◆ **Directions for this task**: Scan the data below and report how many lines include the word "generate". Nothing else is wanted.
━━━━━ Given entries ━━━━━
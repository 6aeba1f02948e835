//! Application entry point: stickman video generator CLI.
//!
//! # Startup sequence
//!
//! 1. Parse command-line arguments.
//! 2. Initialise logging.  `--init-config` writes a default settings file
//!    and exits here.
//! 3. Load [`AppConfig`] (explicit `--config` file, else the platform
//!    `settings.toml`, else defaults).
//! 4. Create the [`tokio`] runtime.
//! 5. Build the orchestrator from config (fails fast on missing keys).
//! 6. Submit the script and print every update as one JSON line on stdout.
//! 7. Exit non-zero when the run failed.

use std::io::Read;
use std::path::{Path, PathBuf};
use std::process::ExitCode;
use std::sync::Arc;

use anyhow::{bail, Context, Result};
use clap::Parser;
use stickman_studio::{
    config::{AppConfig, AppPaths},
    pipeline::PipelineOrchestrator,
    progress::RunUpdate,
};

#[derive(Debug, Parser)]
#[command(name = "stickman-studio", version, about = "Turn a script into a narrated stickman video")]
struct Cli {
    /// Script file, one scene per line (`-` reads stdin).
    #[arg(short, long, required_unless_present = "init_config")]
    script: Option<PathBuf>,

    /// Settings file overriding the platform default location.
    #[arg(short, long)]
    config: Option<PathBuf>,

    /// Write a settings file with default values (to `--config` if given)
    /// and exit.
    #[arg(long)]
    init_config: bool,
}

fn read_script(path: &Path) -> Result<String> {
    if path.as_os_str() == "-" {
        let mut text = String::new();
        std::io::stdin()
            .read_to_string(&mut text)
            .context("failed to read script from stdin")?;
        return Ok(text);
    }
    std::fs::read_to_string(path)
        .with_context(|| format!("failed to read script {}", path.display()))
}

/// Write default settings to `path` (or the platform location).  An
/// existing file is left alone.
fn init_config(path: Option<&Path>) -> Result<PathBuf> {
    let target = path
        .map(Path::to_path_buf)
        .unwrap_or_else(|| AppPaths::new().settings_file);
    if target.exists() {
        bail!("{} already exists", target.display());
    }
    match path {
        Some(p) => AppConfig::default().save_to(p)?,
        None => AppConfig::default().save()?,
    }
    Ok(target)
}

fn load_config(path: Option<&Path>) -> AppConfig {
    let loaded = match path {
        Some(p) => AppConfig::load_from(p),
        None => AppConfig::load(),
    };
    loaded.unwrap_or_else(|e| {
        log::warn!("Failed to load config ({e}); using defaults");
        AppConfig::default()
    })
}

async fn generate(config: AppConfig, script: String) -> Result<bool> {
    let orchestrator = Arc::new(PipelineOrchestrator::from_config(&config)?);
    let mut run = orchestrator.submit(script);

    let mut succeeded = false;
    while let Some(update) = run.events.next().await {
        println!("{}", serde_json::to_string(&update)?);
        if update.is_terminal() {
            succeeded = matches!(update, RunUpdate::Complete { .. });
            break;
        }
    }

    // a panicked run task never sends its terminal event
    Ok(succeeded && run.wait().await.is_ok())
}

fn main() -> ExitCode {
    let cli = Cli::parse();

    // 1. Logging (stderr; stdout carries the JSON event stream)
    env_logger::Builder::from_env(env_logger::Env::default().default_filter_or("info")).init();
    log::info!("stickman-studio starting up");

    if cli.init_config {
        return match init_config(cli.config.as_deref()) {
            Ok(path) => {
                log::info!("wrote default settings to {}", path.display());
                ExitCode::SUCCESS
            }
            Err(e) => {
                log::error!("{e:#}");
                ExitCode::FAILURE
            }
        };
    }
    let Some(script_path) = cli.script else {
        log::error!("--script is required");
        return ExitCode::FAILURE;
    };

    // 2. Configuration
    let config = load_config(cli.config.as_deref());

    // 3. Tokio runtime
    let rt = match tokio::runtime::Builder::new_multi_thread().enable_all().build() {
        Ok(rt) => rt,
        Err(e) => {
            log::error!("failed to create tokio runtime: {e}");
            return ExitCode::FAILURE;
        }
    };

    let outcome = read_script(&script_path).and_then(|script| rt.block_on(generate(config, script)));
    match outcome {
        Ok(true) => ExitCode::SUCCESS,
        Ok(false) => ExitCode::FAILURE,
        Err(e) => {
            log::error!("{e:#}");
            let message = RunUpdate::Error {
                message: e.to_string(),
            };
            if let Ok(line) = serde_json::to_string(&message) {
                println!("{line}");
            }
            ExitCode::FAILURE
        }
    }
}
━━━━━
◆ **Solution for this problem**: 2